I tried to check your github issue; I could read your logs but could not continue as it is too long for my current time slot.
In short, my wild guess here would be about how k8s shuts down servers.
As you already noted, SIGTERM causes “PRIMARY not found” error while db.shutdowServer does it gracefully.
You may immeditely notice this line at the start of secondary log for shutdown command:
... "ctx":"conn220026","msg":"Received replSetStepUp request"}
This clearly indicates continuous communication between nodes.
On the other hand, when SIGTERM used, primary says it is about to send a message to the cluster, but secondary starts failing to get heartbeat at the same interval.
... "ctx":"SignalHandler","msg":"Stepping down the ReplicationCoordinator for shutdown","attr":{"waitTimeMillis":10000}}
... "ctx":"ReplCoord-21","msg":"Heartbeat failed after max retries","attr":{"target":"mongodb-0.mongodb-headless.default.svc.cluster.local:27017","maxHeartbeatRetries":2,"error":{"code":6,"codeName":"HostUnreachable","errmsg":"Error connecting to mongodb-0.mongodb-headless.default.svc.cluster.local:27017 (100.96.5.193:27017) :: caused by :: Connection refused"}}}
Your logs have a 5 seconds gap between these two lines, I wonder at what time secondary lost the heartbeat.
Anyways, this leads me thinking that the “network connection” for the primary is closed before it can send that step down command to the cluster, hence no heartbeat to others.

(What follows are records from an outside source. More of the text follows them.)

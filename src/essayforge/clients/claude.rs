//! Anthropic Claude client speaking the Messages API directly over `reqwest`.
//!
//! Every call is a single user turn: the research pipeline never keeps conversation
//! state, so the client only needs the prompt, the model and an output budget. Usage is
//! taken from the response and priced with [`model_pricing`].
//!
//! # Example
//!
//! ```rust,no_run
//! use essayforge::client_wrapper::{ClientWrapper, GenerationRequest, RequestPurpose};
//! use essayforge::clients::claude::{ClaudeClient, Model};
//!
//! #[tokio::main]
//! async fn main() -> Result<(), Box<dyn std::error::Error + Send + Sync>> {
//!     let key = std::env::var("ANTHROPIC_API_KEY")?;
//!     let client = ClaudeClient::new_with_model_enum(&key, Model::ClaudeHaiku3)?;
//!     let response = client
//!         .generate(GenerationRequest {
//!             model: client.model_name().to_string(),
//!             prompt: "List three facts about tidal energy.".into(),
//!             max_tokens: 512,
//!             purpose: RequestPurpose::Research {
//!                 role_id: "fact-gatherer".into(),
//!                 topic: "tidal energy".into(),
//!             },
//!         })
//!         .await?;
//!     println!("{} ({} tokens, ${:.4})", response.text, response.usage.total_tokens, response.cost);
//!     Ok(())
//! }
//! ```

use crate::client_wrapper::{ClientWrapper, GenerationRequest, GenerationResponse, TokenUsage};
use crate::clients::common::{cost_for, truncate_for_log, ClientError};
use crate::clients::http_pool::get_http_client;
use async_trait::async_trait;
use serde::{Deserialize, Serialize};
use std::error::Error;
use std::fmt;

/// Default Anthropic endpoint.
pub const DEFAULT_BASE_URL: &str = "https://api.anthropic.com";

/// API version header sent with every request.
const ANTHROPIC_VERSION: &str = "2023-06-01";

/// Claude models with published pricing.
pub enum Model {
    /// `claude-3-opus-20240229` – most capable, highest cost.
    ClaudeOpus3,
    /// `claude-3-sonnet-20240229` – balanced performance and cost (default).
    ClaudeSonnet3,
    /// `claude-3-haiku-20240307` – fastest, lowest cost.
    ClaudeHaiku3,
}

/// Convert a [`Model`] variant into its public string identifier.
pub fn model_to_string(model: Model) -> String {
    match model {
        Model::ClaudeOpus3 => "claude-3-opus-20240229".to_string(),
        Model::ClaudeSonnet3 => "claude-3-sonnet-20240229".to_string(),
        Model::ClaudeHaiku3 => "claude-3-haiku-20240307".to_string(),
    }
}

/// USD per million `(input, output)` tokens. Unknown models are priced as Sonnet.
pub fn model_pricing(model: &str) -> (f64, f64) {
    match model {
        "claude-3-opus-20240229" => (15.0, 75.0),
        "claude-3-haiku-20240307" => (0.25, 1.25),
        _ => (3.0, 15.0),
    }
}

#[derive(Serialize)]
struct MessagesRequest<'a> {
    model: &'a str,
    max_tokens: usize,
    messages: Vec<RequestMessage<'a>>,
}

#[derive(Serialize)]
struct RequestMessage<'a> {
    role: &'static str,
    content: &'a str,
}

#[derive(Deserialize)]
struct MessagesResponse {
    #[serde(default)]
    content: Vec<ContentBlock>,
    usage: Option<ResponseUsage>,
}

#[derive(Deserialize)]
struct ContentBlock {
    #[serde(rename = "type")]
    kind: String,
    #[serde(default)]
    text: Option<String>,
}

#[derive(Deserialize)]
struct ResponseUsage {
    input_tokens: usize,
    output_tokens: usize,
}

/// Client wrapper for Anthropic's Messages API.
pub struct ClaudeClient {
    http: reqwest::Client,
    api_key: String,
    base_url: String,
    model: String,
}

impl fmt::Debug for ClaudeClient {
    fn fmt(&self, f: &mut fmt::Formatter<'_>) -> fmt::Result {
        f.debug_struct("ClaudeClient")
            .field("base_url", &self.base_url)
            .field("model", &self.model)
            .field("api_key", &"<redacted>")
            .finish()
    }
}

impl ClaudeClient {
    /// Create a client from an API key and strongly typed model variant.
    pub fn new_with_model_enum(secret_key: &str, model: Model) -> Result<Self, ClientError> {
        Self::new_with_model_str(secret_key, &model_to_string(model))
    }

    /// Create a client from an API key and explicit model string.
    pub fn new_with_model_str(secret_key: &str, model_name: &str) -> Result<Self, ClientError> {
        Self::new_with_base_url(secret_key, model_name, DEFAULT_BASE_URL)
    }

    /// Create a client pointing at a custom Messages-compatible base URL.
    ///
    /// # Errors
    ///
    /// [`ClientError::Setup`] when the key is blank or the HTTP client cannot be built.
    pub fn new_with_base_url(
        secret_key: &str,
        model_name: &str,
        base_url: &str,
    ) -> Result<Self, ClientError> {
        if secret_key.trim().is_empty() {
            return Err(ClientError::Setup("API key is empty".into()));
        }
        let http = get_http_client(base_url).map_err(|e| ClientError::Setup(e.to_string()))?;
        Ok(ClaudeClient {
            http,
            api_key: secret_key.to_string(),
            base_url: base_url.trim_end_matches('/').to_string(),
            model: model_name.to_string(),
        })
    }

    fn endpoint(&self) -> String {
        format!("{}/v1/messages", self.base_url)
    }
}

#[async_trait]
impl ClientWrapper for ClaudeClient {
    fn model_name(&self) -> &str {
        &self.model
    }

    async fn generate(
        &self,
        request: GenerationRequest,
    ) -> Result<GenerationResponse, Box<dyn Error + Send + Sync>> {
        let model = if request.model.is_empty() {
            self.model.as_str()
        } else {
            request.model.as_str()
        };
        let body = MessagesRequest {
            model,
            max_tokens: request.max_tokens,
            messages: vec![RequestMessage {
                role: "user",
                content: &request.prompt,
            }],
        };

        let response = self
            .http
            .post(self.endpoint())
            .header("x-api-key", &self.api_key)
            .header("anthropic-version", ANTHROPIC_VERSION)
            .json(&body)
            .send()
            .await
            .map_err(|e| ClientError::Http(e.to_string()))?;

        let status = response.status();
        if !status.is_success() {
            let text = response.text().await.unwrap_or_default();
            log::error!(
                "essayforge::clients::claude::generate(...): status {} from {}",
                status.as_u16(),
                self.base_url
            );
            return Err(Box::new(ClientError::Status {
                code: status.as_u16(),
                body: truncate_for_log(&text, 500),
            }));
        }

        let parsed: MessagesResponse = response
            .json()
            .await
            .map_err(|e| ClientError::Decode(e.to_string()))?;

        let text = parsed
            .content
            .into_iter()
            .filter(|block| block.kind == "text")
            .filter_map(|block| block.text)
            .collect::<Vec<_>>()
            .join("");
        if text.is_empty() {
            return Err(Box::new(ClientError::EmptyResponse));
        }

        let usage = match parsed.usage {
            Some(u) => TokenUsage::new(u.input_tokens, u.output_tokens),
            None => TokenUsage::estimate(&request.prompt, &text),
        };
        let (input_price, output_price) = model_pricing(model);
        let cost = cost_for(
            usage.input_tokens,
            usage.output_tokens,
            input_price,
            output_price,
        );

        log::debug!(
            "essayforge::clients::claude::generate(...): {} tokens, ${:.4}",
            usage.total_tokens,
            cost
        );

        Ok(GenerationResponse { text, usage, cost })
    }
}
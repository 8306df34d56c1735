//! Final merge of the selected candidates into one document.
//!
//! [`Synthesizer::synthesize`] builds a merge prompt from the selected drafts, makes a
//! single generation call, and assembles the [`FinalDocument`]: a YAML-style header, the
//! merged body, a numbered `## References` list built from the drafts' citations, and a
//! footer naming the best-of-N factor.
//!
//! References are extracted from the selected drafts, not from the merged body.

use crate::budget::ResourceBudget;
use crate::citation::{self, CitationRecord};
use crate::client_wrapper::{ClientWrapper, GenerationRequest, RequestPurpose};
use crate::orchestration::{Candidate, OrchestrationError};
use chrono::{DateTime, SecondsFormat, Utc};
use serde::Serialize;
use std::fmt::Write as _;
use std::sync::Arc;
use std::time::Instant;
use uuid::Uuid;

/// Recorded in the document header and metadata.
pub const SYNTHESIS_METHOD: &str = "best-of-n-parallel";

/// Default output budget for the merge call.
pub const DEFAULT_SYNTHESIS_MAX_TOKENS: usize = 8000;

/// Facts about how a document was produced.
#[derive(Debug, Clone, PartialEq, Serialize)]
pub struct DocumentMetadata {
    pub run_id: String,
    pub topic: String,
    pub generated_at: DateTime<Utc>,
    pub synthesis_method: String,
    /// Role ids of the selected candidates, in selection order.
    pub roles_used: Vec<String>,
    /// Number of candidates produced before selection.
    pub total_variations: usize,
    pub best_of_n: usize,
    /// Tokens recorded in the budget when the document was assembled.
    pub total_tokens: usize,
    pub estimated_cost: f64,
    pub generation_time_ms: u128,
    pub word_count: usize,
}

/// The one document a run produces.
#[derive(Debug, Clone, PartialEq, Serialize)]
pub struct FinalDocument {
    pub title: String,
    /// Merged text returned by the synthesis call.
    pub body: String,
    /// Header, body, references and footer.
    pub content: String,
    pub citations: Vec<CitationRecord>,
    pub metadata: DocumentMetadata,
}

/// Merges selected candidates with one generation call.
pub struct Synthesizer {
    client: Arc<dyn ClientWrapper>,
    budget: Arc<ResourceBudget>,
    model: String,
    max_tokens: usize,
    best_of_n: usize,
    run_id: Option<String>,
}

impl Synthesizer {
    pub fn new(client: Arc<dyn ClientWrapper>, budget: Arc<ResourceBudget>) -> Self {
        let model = client.model_name().to_string();
        Synthesizer {
            client,
            budget,
            model,
            max_tokens: DEFAULT_SYNTHESIS_MAX_TOKENS,
            best_of_n: 1,
            run_id: None,
        }
    }

    pub fn with_model(mut self, model: impl Into<String>) -> Self {
        self.model = model.into();
        self
    }

    pub fn with_max_tokens(mut self, max_tokens: usize) -> Self {
        self.max_tokens = max_tokens;
        self
    }

    /// Variations generated per role; shown in the footer.
    pub fn with_best_of_n(mut self, n: usize) -> Self {
        self.best_of_n = n.max(1);
        self
    }

    /// Reuse an existing run id instead of generating one.
    pub fn with_run_id(mut self, run_id: impl Into<String>) -> Self {
        self.run_id = Some(run_id.into());
        self
    }

    /// Merge `selected` into a [`FinalDocument`].
    ///
    /// `total_candidates` is the number of candidates produced before selection.
    ///
    /// # Errors
    ///
    /// [`OrchestrationError::NoCandidates`] when `selected` is empty and
    /// [`OrchestrationError::SynthesisFailed`] when the merge call fails.
    pub async fn synthesize(
        &self,
        topic: &str,
        selected: &[Candidate],
        total_candidates: usize,
    ) -> Result<FinalDocument, OrchestrationError> {
        if selected.is_empty() {
            return Err(OrchestrationError::NoCandidates);
        }
        let started = Instant::now();
        let role_ids: Vec<String> = selected.iter().map(|c| c.role_id.clone()).collect();

        log::info!(
            "essayforge::synthesis::synthesize(...): merging {} perspectives on {:?}",
            selected.len(),
            topic
        );

        let request = GenerationRequest {
            model: self.model.clone(),
            prompt: build_merge_prompt(topic, selected),
            max_tokens: self.max_tokens,
            purpose: RequestPurpose::Synthesis {
                topic: topic.to_string(),
                role_ids: role_ids.clone(),
            },
        };

        let response = self.client.generate(request).await.map_err(|e| {
            log::error!("essayforge::synthesis::synthesize(...): {}", e);
            OrchestrationError::SynthesisFailed(e.to_string())
        })?;
        self.budget.record("synthesis", &response.usage, response.cost);

        let citations = citation::extract_all(selected.iter().map(|c| c.text.as_str()));
        let generated_at = Utc::now();
        let title = format!("Comprehensive Analysis: {}", topic);
        let content = assemble_content(
            &title,
            topic,
            generated_at,
            &response.text,
            &citations,
            self.best_of_n,
        );

        let metadata = DocumentMetadata {
            run_id: self
                .run_id
                .clone()
                .unwrap_or_else(|| Uuid::new_v4().to_string()),
            topic: topic.to_string(),
            generated_at,
            synthesis_method: SYNTHESIS_METHOD.to_string(),
            roles_used: role_ids,
            total_variations: total_candidates,
            best_of_n: self.best_of_n,
            total_tokens: self.budget.total_tokens(),
            estimated_cost: self.budget.total_cost(),
            generation_time_ms: started.elapsed().as_millis(),
            word_count: response.text.split_whitespace().count(),
        };

        log::info!(
            "essayforge::synthesis::synthesize(...): {} words, {} references",
            metadata.word_count,
            citations.len()
        );

        Ok(FinalDocument {
            title,
            body: response.text,
            content,
            citations,
            metadata,
        })
    }
}

/// Prompt for the merge call; every selected draft appears in full.
pub fn build_merge_prompt(topic: &str, selected: &[Candidate]) -> String {
    let mut prompt = format!(
        "You are a master synthesis agent creating a comprehensive, well-cited essay on \"{}\".

You have been provided with research from multiple specialized agents. Your task is to:

1. Synthesize all the research into a cohesive, insightful essay
2. Maintain all citations and add proper references
3. Create a logical flow that covers all important aspects
4. Ensure the essay is comprehensive yet readable
5. Add section headings and structure
6. Include an executive summary at the beginning
7. End with conclusions and future considerations

Here is the research from each specialized agent:
",
        topic
    );

    for candidate in selected {
        let _ = write!(
            prompt,
            "\n=== {} Research ===\n{}\n",
            candidate.role_id, candidate.text
        );
    }

    prompt.push_str(
        "
Please create a comprehensive essay that:
- Integrates all perspectives seamlessly
- Maintains academic rigor with proper citations
- Provides unique insights from the synthesis
- Is structured with clear sections
- Balances depth with readability

Output the essay in markdown format with a clear structure.",
    );
    prompt
}

/// Header, body, references and footer.
pub fn assemble_content(
    title: &str,
    topic: &str,
    generated_at: DateTime<Utc>,
    body: &str,
    citations: &[CitationRecord],
    best_of_n: usize,
) -> String {
    let mut out = String::new();
    let _ = write!(
        out,
        "---\ntitle: \"{}\"\ntopic: \"{}\"\ndate: {}\nsynthesis_method: {}\n---\n\n",
        title,
        topic,
        generated_at.to_rfc3339_opts(SecondsFormat::Secs, true),
        SYNTHESIS_METHOD
    );
    out.push_str(body);

    if !citations.is_empty() {
        out.push_str("\n\n## References\n\n");
        out.push_str(&format_references(citations));
    }

    let _ = write!(
        out,
        "\n\n---\n*Generated using EssayForge with parallel research and best-of-{} selection.*\n",
        best_of_n
    );
    out
}

/// Numbered reference list, one line per citation.
pub fn format_references(citations: &[CitationRecord]) -> String {
    let mut out = String::new();
    for (i, c) in citations.iter().enumerate() {
        if c.url.is_empty() {
            let _ = write!(out, "{}. {}", i + 1, c.source);
        } else {
            let _ = write!(out, "{}. [{}]({})", i + 1, c.source, c.url);
        }
        if !c.authors.is_empty() {
            let _ = write!(out, " - {}", c.authors.join(", "));
        }
        if !c.date.is_empty() {
            let _ = write!(out, " ({})", c.date);
        }
        out.push('\n');
    }
    out
}
//! HTTP Client Pool for maintaining persistent connections per base URL.
//!
//! This module keeps one `reqwest::Client` per base URL so that every research task of a
//! run (and every run in the same process) reuses the same connection pool:
//! - HTTP connections are reused across the parallel fan-out
//! - DNS lookups and TLS handshakes are minimized
//!
//! The pool holds no credentials; API keys travel with each client instance.

use lazy_static::lazy_static;
use std::collections::HashMap;
use std::sync::Mutex;
use std::time::Duration;

lazy_static! {
    /// Global HTTP client pool, lazily initialized on first access.
    static ref HTTP_CLIENT_POOL: Mutex<HashMap<String, reqwest::Client>> =
        Mutex::new(HashMap::new());
}

/// Get or create a shared HTTP client for the given base URL.
///
/// # Errors
///
/// Returns the builder error when the TLS backend cannot be initialised. Callers treat
/// this as a setup failure.
pub fn get_http_client(base_url: &str) -> Result<reqwest::Client, reqwest::Error> {
    let mut pool = HTTP_CLIENT_POOL
        .lock()
        .unwrap_or_else(|poisoned| poisoned.into_inner());

    if let Some(client) = pool.get(base_url) {
        return Ok(client.clone());
    }

    let client = reqwest::ClientBuilder::new()
        // Keep idle connections alive for 90 seconds
        .pool_idle_timeout(Some(Duration::from_secs(90)))
        // Wide fan-outs hit the same host at once
        .pool_max_idle_per_host(32)
        .tcp_keepalive(Some(Duration::from_secs(60)))
        .connect_timeout(Duration::from_secs(30))
        // Long essays take a while to generate
        .timeout(Duration::from_secs(300))
        .build()?;

    pool.insert(base_url.to_string(), client.clone());
    Ok(client)
}

#[cfg(test)]
mod tests {
    use super::*;

    #[test]
    fn test_client_pool_caches_per_base_url() {
        let url = "https://api.anthropic.com";
        get_http_client(url).unwrap();
        get_http_client(url).unwrap();
        get_http_client("http://localhost:9999").unwrap();

        let pool = HTTP_CLIENT_POOL.lock().unwrap();
        assert!(pool.contains_key(url));
        assert!(pool.contains_key("http://localhost:9999"));
    }
}
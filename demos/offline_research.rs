//! Run the whole pipeline offline and print the rendered essay.
//!
//! ```text
//! RUST_LOG=info cargo run --example offline_research -- "tidal energy" 4 2 html
//! ```
//!
//! Arguments: topic, intensity, variations per role, output format (markdown, latex, html).

use essayforge::event::ProgressBoard;
use essayforge::output::{render, OutputFormat};
use essayforge::{EssayForge, EssayForgeConfig};
use std::sync::Arc;

#[tokio::main]
async fn main() -> Result<(), Box<dyn std::error::Error + Send + Sync>> {
    essayforge::init_logger();

    let mut args = std::env::args().skip(1);
    let topic = args
        .next()
        .unwrap_or_else(|| "The Future of Renewable Energy".to_string());
    let intensity: i64 = args.next().map(|s| s.parse()).transpose()?.unwrap_or(5);
    let variations: usize = args.next().map(|s| s.parse()).transpose()?.unwrap_or(2);
    let format: OutputFormat = args
        .next()
        .map(|s| s.parse())
        .transpose()?
        .unwrap_or_default();

    let config = EssayForgeConfig::default()
        .with_offline(true)
        .with_intensity(intensity)
        .with_variations_per_role(variations)
        .with_max_concurrency(4);

    let board = Arc::new(ProgressBoard::new());
    let forge = EssayForge::new(config)?.with_progress_sink(board.clone());
    let report = forge.run(&topic).await?;

    println!("{}", render(&report.document, Some(&report.quality), format));

    let snapshot = board.snapshot();
    eprintln!("--- run {} ---", report.run_id);
    eprintln!(
        "tasks: {} total, {} selected, {} failed, {} skipped",
        snapshot.tasks.len(),
        report.selected.len(),
        report.failed_tasks.len(),
        report.skipped_tasks.len()
    );
    eprintln!(
        "tokens: {}  cost: ${:.4}  overall quality: {:.2}",
        report.budget.total_tokens, report.budget.total_cost, report.quality.overall_score
    );
    Ok(())
}
//! Run-level quality metrics.

use crate::orchestration::Candidate;
use crate::synthesis::FinalDocument;
use serde::Serialize;
use std::collections::HashSet;

const COHERENCE_WEIGHT: f64 = 0.25;
const CITATION_WEIGHT: f64 = 0.35;
const DEPTH_WEIGHT: f64 = 0.25;
const ORIGINALITY_WEIGHT: f64 = 0.15;

/// Aggregate scores for a finished run, each in `[0, 1]`.
#[derive(Debug, Clone, Copy, PartialEq, Serialize)]
pub struct QualityMetrics {
    pub coherence: f64,
    pub citation_quality: f64,
    pub depth_score: f64,
    pub originality: f64,
    pub overall_score: f64,
}

/// Score a document against the candidates it was built from.
///
/// - `coherence`: 0.8 when the body has `## ` sections and paragraph breaks, else 0.6.
/// - `citation_quality`: distinct citations over twice the candidate count, capped at 1.
/// - `depth_score`: mean candidate `quality_score`.
/// - `originality`: distinct roles among `candidates` over `total_role_count`.
///
/// Every ratio is 0 when its denominator is 0.
pub fn aggregate(
    document: &FinalDocument,
    candidates: &[Candidate],
    total_role_count: usize,
) -> QualityMetrics {
    let coherence = if document.body.contains("## ") && document.body.contains("\n\n") {
        0.8
    } else {
        0.6
    };

    let citation_quality = if candidates.is_empty() {
        0.0
    } else {
        let distinct = document.citations.len() as f64;
        (distinct / (candidates.len() as f64 * 2.0)).min(1.0)
    };

    let depth_score = if candidates.is_empty() {
        0.0
    } else {
        candidates.iter().map(|c| c.quality_score).sum::<f64>() / candidates.len() as f64
    };

    let originality = if total_role_count == 0 {
        0.0
    } else {
        let roles: HashSet<&str> = candidates.iter().map(|c| c.role_id.as_str()).collect();
        (roles.len() as f64 / total_role_count as f64).min(1.0)
    };

    let overall_score = COHERENCE_WEIGHT * coherence
        + CITATION_WEIGHT * citation_quality
        + DEPTH_WEIGHT * depth_score
        + ORIGINALITY_WEIGHT * originality;

    QualityMetrics {
        coherence,
        citation_quality,
        depth_score,
        originality,
        overall_score,
    }
}
//! Configuration for an EssayForge run.
//!
//! [`EssayForgeConfig`] is a plain struct: build it in code, or deserialize it from
//! whatever format your application already uses. No file parsing happens here.
//!
//! # Example
//!
//! ```rust
//! use essayforge::EssayForgeConfig;
//!
//! let config = EssayForgeConfig::default()
//!     .with_intensity(3)
//!     .with_variations_per_role(2)
//!     .with_offline(true);
//! assert_eq!(config.intensity, 3);
//! assert_eq!(config.model, "claude-3-sonnet-20240229");
//! ```

use crate::clients::claude::DEFAULT_BASE_URL;
use crate::orchestration::DEFAULT_MAX_OUTPUT_TOKENS;
use crate::synthesis::DEFAULT_SYNTHESIS_MAX_TOKENS;
use serde::{Deserialize, Serialize};
use std::fmt;
use std::path::PathBuf;

/// Default Claude model.
pub const DEFAULT_MODEL: &str = "claude-3-sonnet-20240229";

/// Settings for one run of the pipeline.
#[derive(Clone, PartialEq, Serialize, Deserialize)]
#[serde(default)]
pub struct EssayForgeConfig {
    /// Number of roles to run (`<= 0` selects 2, `> 10` selects all 10).
    pub intensity: i64,
    /// Variations generated per role; values below 1 count as 1.
    pub variations_per_role: usize,
    /// Token ceiling; `0` is unlimited.
    pub token_limit: usize,
    /// Cost ceiling in USD; `0.0` is unlimited.
    pub cost_limit: f64,
    /// Use the deterministic offline client instead of the network.
    pub offline: bool,
    pub model: String,
    /// Anthropic API key. Required unless `offline` is set.
    #[serde(skip_serializing)]
    pub api_key: Option<String>,
    pub base_url: String,
    /// Output budget for each research call.
    pub max_output_tokens: usize,
    /// Output budget for the synthesis call.
    pub synthesis_max_tokens: usize,
    /// Cap on concurrently running research calls; `None` runs everything at once.
    pub max_concurrency: Option<usize>,
    /// Parent directory for per-run scratch directories; `None` uses the system temp dir.
    pub scratch_root: Option<PathBuf>,
}

impl Default for EssayForgeConfig {
    fn default() -> Self {
        EssayForgeConfig {
            intensity: 5,
            variations_per_role: 1,
            token_limit: 0,
            cost_limit: 0.0,
            offline: false,
            model: DEFAULT_MODEL.to_string(),
            api_key: None,
            base_url: DEFAULT_BASE_URL.to_string(),
            max_output_tokens: DEFAULT_MAX_OUTPUT_TOKENS,
            synthesis_max_tokens: DEFAULT_SYNTHESIS_MAX_TOKENS,
            max_concurrency: None,
            scratch_root: None,
        }
    }
}

impl fmt::Debug for EssayForgeConfig {
    fn fmt(&self, f: &mut fmt::Formatter<'_>) -> fmt::Result {
        f.debug_struct("EssayForgeConfig")
            .field("intensity", &self.intensity)
            .field("variations_per_role", &self.variations_per_role)
            .field("token_limit", &self.token_limit)
            .field("cost_limit", &self.cost_limit)
            .field("offline", &self.offline)
            .field("model", &self.model)
            .field("api_key", &self.api_key.as_ref().map(|_| "<redacted>"))
            .field("base_url", &self.base_url)
            .field("max_output_tokens", &self.max_output_tokens)
            .field("synthesis_max_tokens", &self.synthesis_max_tokens)
            .field("max_concurrency", &self.max_concurrency)
            .field("scratch_root", &self.scratch_root)
            .finish()
    }
}

impl EssayForgeConfig {
    pub fn with_intensity(mut self, intensity: i64) -> Self {
        self.intensity = intensity;
        self
    }

    pub fn with_variations_per_role(mut self, variations: usize) -> Self {
        self.variations_per_role = variations;
        self
    }

    pub fn with_token_limit(mut self, limit: usize) -> Self {
        self.token_limit = limit;
        self
    }

    pub fn with_cost_limit(mut self, limit: f64) -> Self {
        self.cost_limit = limit;
        self
    }

    pub fn with_offline(mut self, offline: bool) -> Self {
        self.offline = offline;
        self
    }

    pub fn with_model(mut self, model: impl Into<String>) -> Self {
        self.model = model.into();
        self
    }

    pub fn with_api_key(mut self, key: impl Into<String>) -> Self {
        self.api_key = Some(key.into());
        self
    }

    pub fn with_base_url(mut self, url: impl Into<String>) -> Self {
        self.base_url = url.into();
        self
    }

    pub fn with_max_output_tokens(mut self, tokens: usize) -> Self {
        self.max_output_tokens = tokens;
        self
    }

    pub fn with_synthesis_max_tokens(mut self, tokens: usize) -> Self {
        self.synthesis_max_tokens = tokens;
        self
    }

    pub fn with_max_concurrency(mut self, limit: usize) -> Self {
        self.max_concurrency = Some(limit);
        self
    }

    pub fn with_scratch_root(mut self, root: impl Into<PathBuf>) -> Self {
        self.scratch_root = Some(root.into());
        self
    }

    /// Variations per role after clamping to at least 1.
    pub fn effective_variations(&self) -> usize {
        self.variations_per_role.max(1)
    }
}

And closing the network is the job of the k8s.
As you know, SIGTERM is part of forced shutdown commands, though it awaits the program to do cleanup. yet this does not tell anything about the rest of the system, especially for the network.
Unfortunately I don’t have the setup to test this, so I hope you and others find better explanation.
PS: you mention of v4.4 server. have you also tried with 5 or 6?